Filter these entries, keeping only lines that hold the word "DTLS".

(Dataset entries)

────────────────

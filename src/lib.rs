//! SCTP association engine for WebRTC data channels
//!
//! [SCTP](https://en.wikipedia.org/wiki/Stream_Control_Transmission_Protocol), defined in RFC 4960,
//! carries WebRTC data channel traffic on top of a DTLS connection. This crate implements the
//! association itself: cookie-based setup, reliable multi-streamed delivery with selective
//! acknowledgment and congestion control, partial reliability (RFC 3758) and stream
//! reconfiguration (RFC 6525).
//!
//! The engine is transport-agnostic. Decrypted datagrams are fed in through
//! [`Association::handle_packet`] and every outbound packet leaves through a single injected
//! send handler that the caller wires to its DTLS transport.

#![warn(rust_2018_idioms)]
#![allow(dead_code)]

pub mod association;
pub(crate) mod chunk;
pub(crate) mod cookie;
pub mod error;
pub(crate) mod error_cause;
pub(crate) mod packet;
pub(crate) mod param;
pub(crate) mod queue;
pub(crate) mod stream;
pub(crate) mod timer;
pub(crate) mod util;

pub use crate::association::{
    Association, AssociationState, Config, OnBufferedAmountChangeHdlrFn, OnReceiveDataHdlrFn,
    OnReconfigStreamsHdlrFn, OnStateChangeHdlrFn, OnStreamsAddedHdlrFn, SendOptions, SendPacketFn,
};
pub use crate::chunk::chunk_payload_data::PayloadProtocolIdentifier;
pub use crate::error::{Error, Result};
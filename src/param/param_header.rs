use std::fmt;

use bytes::{Buf, BufMut, Bytes, BytesMut};

use super::param_type::*;
use crate::error::{Error, Result};

/// Parameters are Type-Length-Value encoded; the length includes this
/// 4-byte header but not the trailing padding.
#[derive(Debug, Clone, PartialEq)]
pub(crate) struct ParamHeader {
    pub(crate) typ: ParamType,
    pub(crate) value_length: u16,
}

pub(crate) const PARAM_HEADER_LENGTH: usize = 4;

impl fmt::Display for ParamHeader {
    fn fmt(&self, f: &mut fmt::Formatter<'_>) -> fmt::Result {
        write!(f, "{}", self.typ)
    }
}

impl ParamHeader {
    pub(crate) fn unmarshal(raw: &Bytes) -> Result<Self> {
        if raw.len() < PARAM_HEADER_LENGTH {
            return Err(Error::ErrParamHeaderTooShort);
        }

        let reader = &mut raw.clone();

        let typ: ParamType = reader.get_u16().into();
        let len = reader.get_u16() as usize;
        if len < PARAM_HEADER_LENGTH || raw.len() < len {
            return Err(Error::ErrParamHeaderTooShort);
        }

        Ok(ParamHeader {
            typ,
            value_length: (len - PARAM_HEADER_LENGTH) as u16,
        })
    }

    pub(crate) fn marshal_to(&self, writer: &mut BytesMut) -> Result<usize> {
        writer.put_u16(self.typ.into());
        writer.put_u16(self.value_length + PARAM_HEADER_LENGTH as u16);
        Ok(writer.len())
    }

    pub(crate) fn value_length(&self) -> usize {
        self.value_length as usize
    }
}
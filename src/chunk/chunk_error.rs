use std::fmt;

use bytes::{Bytes, BytesMut};

use super::chunk_header::*;
use super::chunk_type::*;
use super::*;
use crate::error::Error;
use crate::error_cause::*;
use crate::util::get_padding_size;

/// Operation Error (RFC 4960 Sec 3.3.10). Not fatal in itself; the engine
/// uses it to report a stale cookie and logs anything received.
#[derive(Default, Debug, Clone)]
pub(crate) struct ChunkError {
    pub(crate) error_causes: Vec<ErrorCause>,
}

impl fmt::Display for ChunkError {
    fn fmt(&self, f: &mut fmt::Formatter<'_>) -> fmt::Result {
        let mut res = vec![self.header().to_string()];

        for cause in &self.error_causes {
            res.push(format!(" - {cause}"));
        }

        write!(f, "{}", res.join("\n"))
    }
}

impl ChunkBody for ChunkError {
    fn header(&self) -> ChunkHeader {
        ChunkHeader {
            typ: CT_ERROR,
            flags: 0,
            value_length: self.value_length() as u16,
        }
    }

    fn unmarshal(raw: &Bytes) -> Result<Self> {
        let header = ChunkHeader::unmarshal(raw)?;

        if header.typ != CT_ERROR {
            return Err(Error::ErrChunkTypeUnexpected);
        }

        let mut error_causes = vec![];
        let mut offset = CHUNK_HEADER_SIZE;
        while offset + ERROR_CAUSE_HEADER_LENGTH <= CHUNK_HEADER_SIZE + header.value_length() {
            let e = ErrorCause::unmarshal(
                &raw.slice(offset..CHUNK_HEADER_SIZE + header.value_length()),
            )?;
            let len = e.length();
            error_causes.push(e);
            offset += len + get_padding_size(len);
        }

        Ok(ChunkError { error_causes })
    }

    fn marshal_to(&self, buf: &mut BytesMut) -> Result<usize> {
        self.header().marshal_to(buf)?;
        for (idx, ec) in self.error_causes.iter().enumerate() {
            let len_before = buf.len();
            ec.marshal_to(buf);
            if idx != self.error_causes.len() - 1 {
                let padding = get_padding_size(buf.len() - len_before);
                buf.extend_from_slice(&vec![0u8; padding]);
            }
        }
        Ok(buf.len())
    }

    fn value_length(&self) -> usize {
        let mut l = 0;
        for (idx, ec) in self.error_causes.iter().enumerate() {
            l += ec.length();
            if idx != self.error_causes.len() - 1 {
                l += get_padding_size(ec.length());
            }
        }
        l
    }
}
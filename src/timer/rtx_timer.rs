use std::fmt;
use std::sync::Weak;

use async_trait::async_trait;
use tokio::sync::{mpsc, Mutex};
use tokio::time::Duration;

/// Initial RTO before any RTT measurement (RFC 4960 Sec 15), in msec.
pub(crate) const RTO_INITIAL: u64 = 3000;
pub(crate) const RTO_MIN: u64 = 1000;
pub(crate) const RTO_MAX: u64 = 60000;
pub(crate) const RTO_ALPHA: f64 = 1.0 / 8.0;
pub(crate) const RTO_BETA: f64 = 1.0 / 4.0;

/// T1-init / T1-cookie give up after this many retransmissions
/// (Max.Init.Retransmits, RFC 4960 Sec 15).
pub(crate) const MAX_INIT_RETRANS: usize = 8;
/// T2-shutdown gives up after this many (Association.Max.Retrans).
pub(crate) const MAX_SHUTDOWN_RETRANS: usize = 10;
/// T3-rtx retries forever; loss of connectivity surfaces at the ICE layer.
pub(crate) const NO_MAX_RETRANS: usize = 0;

/// rtoManager manages Rtx timeout values per RFC 4960 Sec 6.3.1.
#[derive(Default, Debug)]
pub(crate) struct RtoManager {
    pub(crate) srtt: f64,
    pub(crate) rttvar: f64,
    pub(crate) rto: u64,
    no_update: bool,
}

impl RtoManager {
    pub(crate) fn new() -> Self {
        RtoManager {
            rto: RTO_INITIAL,
            ..Default::default()
        }
    }

    /// Feeds a new RTT measurement (msec) and returns the updated SRTT.
    /// The caller enforces Karn's rule; retransmitted chunks never reach
    /// this method.
    pub(crate) fn set_new_rtt(&mut self, rtt: u64) -> f64 {
        if self.no_update {
            return self.srtt;
        }

        let rtt = rtt as f64;
        if self.srtt == 0.0 {
            // First measurement (C2)
            self.srtt = rtt;
            self.rttvar = rtt / 2.0;
        } else {
            // Subsequent measurements (C3)
            self.rttvar = (1.0 - RTO_BETA) * self.rttvar + RTO_BETA * (self.srtt - rtt).abs();
            self.srtt = (1.0 - RTO_ALPHA) * self.srtt + RTO_ALPHA * rtt;
        }

        self.rto = ((self.srtt + 4.0 * self.rttvar) as u64).clamp(RTO_MIN, RTO_MAX);

        self.srtt
    }

    pub(crate) fn get_rto(&self) -> u64 {
        self.rto
    }

    pub(crate) fn reset(&mut self) {
        if self.no_update {
            return;
        }
        self.srtt = 0.0;
        self.rttvar = 0.0;
        self.rto = RTO_INITIAL;
    }

    pub(crate) fn set_rto(&mut self, rto: u64, no_update: bool) {
        self.rto = rto;
        self.no_update = no_update;
    }
}

/// Successive expiries double the timeout, capped at RTO_MAX
/// (RFC 4960 Sec 6.3.3 rule E2).
pub(crate) fn calculate_next_timeout(rto: u64, n_rtos: usize) -> u64 {
    if n_rtos < 31 {
        std::cmp::min(rto << n_rtos, RTO_MAX)
    } else {
        RTO_MAX
    }
}

/// retransmission timer IDs
#[derive(Debug, Copy, Clone, PartialEq, Eq, Default)]
pub(crate) enum RtxTimerId {
    #[default]
    T1Init,
    T1Cookie,
    T2Shutdown,
    T3RTX,
    Reconfig,
}

impl fmt::Display for RtxTimerId {
    fn fmt(&self, f: &mut fmt::Formatter<'_>) -> fmt::Result {
        let s = match *self {
            RtxTimerId::T1Init => "T1Init",
            RtxTimerId::T1Cookie => "T1Cookie",
            RtxTimerId::T2Shutdown => "T2Shutdown",
            RtxTimerId::T3RTX => "T3RTX",
            RtxTimerId::Reconfig => "Reconfig",
        };
        write!(f, "{s}")
    }
}

/// rtxTimerObserver is the interface to a retransmission timer observer.
#[async_trait]
pub(crate) trait RtxTimerObserver {
    async fn on_retransmission_timeout(&mut self, timer_id: RtxTimerId, n_rtos: usize);
    async fn on_retransmission_failure(&mut self, timer_id: RtxTimerId);
}

/// rtxTimer provides the retransmission timer of RFC 4960 Sec 6.3.2. Each
/// armed instance is a spawned single-shot task that re-fires with doubled
/// timeouts until stopped, the retransmission budget runs out, or the
/// observer has been dropped.
#[derive(Debug)]
pub(crate) struct RtxTimer<T: 'static + RtxTimerObserver + Send + Sync> {
    pub(crate) timeout_observer: Weak<Mutex<T>>,
    pub(crate) id: RtxTimerId,
    pub(crate) max_retrans: usize,
    pub(crate) close_tx: Mutex<Option<mpsc::Sender<()>>>,
}

impl<T: 'static + RtxTimerObserver + Send + Sync> RtxTimer<T> {
    pub(crate) fn new(timeout_observer: Weak<Mutex<T>>, id: RtxTimerId, max_retrans: usize) -> Self {
        RtxTimer {
            timeout_observer,
            id,
            max_retrans,
            close_tx: Mutex::new(None),
        }
    }

    /// Arms the timer with the given RTO (msec). A no-op while the timer is
    /// already running; restarting is an explicit stop() followed by start().
    pub(crate) async fn start(&self, rto: u64) -> bool {
        let mut close_tx = self.close_tx.lock().await;
        if close_tx.is_some() {
            return false;
        }

        let (tx, mut close_rx) = mpsc::channel(1);
        let timeout_observer = self.timeout_observer.clone();
        let id = self.id;
        let max_retrans = self.max_retrans;

        tokio::spawn(async move {
            let mut n_rtos = 0;

            loop {
                let interval = calculate_next_timeout(rto, n_rtos);
                let timer = tokio::time::sleep(Duration::from_millis(interval));
                tokio::pin!(timer);

                tokio::select! {
                    _ = timer.as_mut() => {
                        n_rtos += 1;

                        let failure = max_retrans != NO_MAX_RETRANS && n_rtos > max_retrans;
                        if let Some(observer) = timeout_observer.upgrade() {
                            let mut observer = observer.lock().await;
                            if failure {
                                observer.on_retransmission_failure(id).await;
                            } else {
                                observer.on_retransmission_timeout(id, n_rtos).await;
                            }
                        } else {
                            break;
                        }
                        if failure {
                            break;
                        }
                    }
                    _ = close_rx.recv() => break,
                }
            }
        });

        *close_tx = Some(tx);
        true
    }

    /// Disarms the timer. The armed task exits at its next poll.
    pub(crate) async fn stop(&self) {
        self.close_tx.lock().await.take();
    }

    /// Debug purpose only
    pub(crate) async fn is_running(&self) -> bool {
        self.close_tx.lock().await.is_some()
    }
}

────────────────

= EXPECTED OUTPUT =
//! carries WebRTC data channel traffic on top of a DTLS connection. This crate implements the
//! send handler that the caller wires to its DTLS transport.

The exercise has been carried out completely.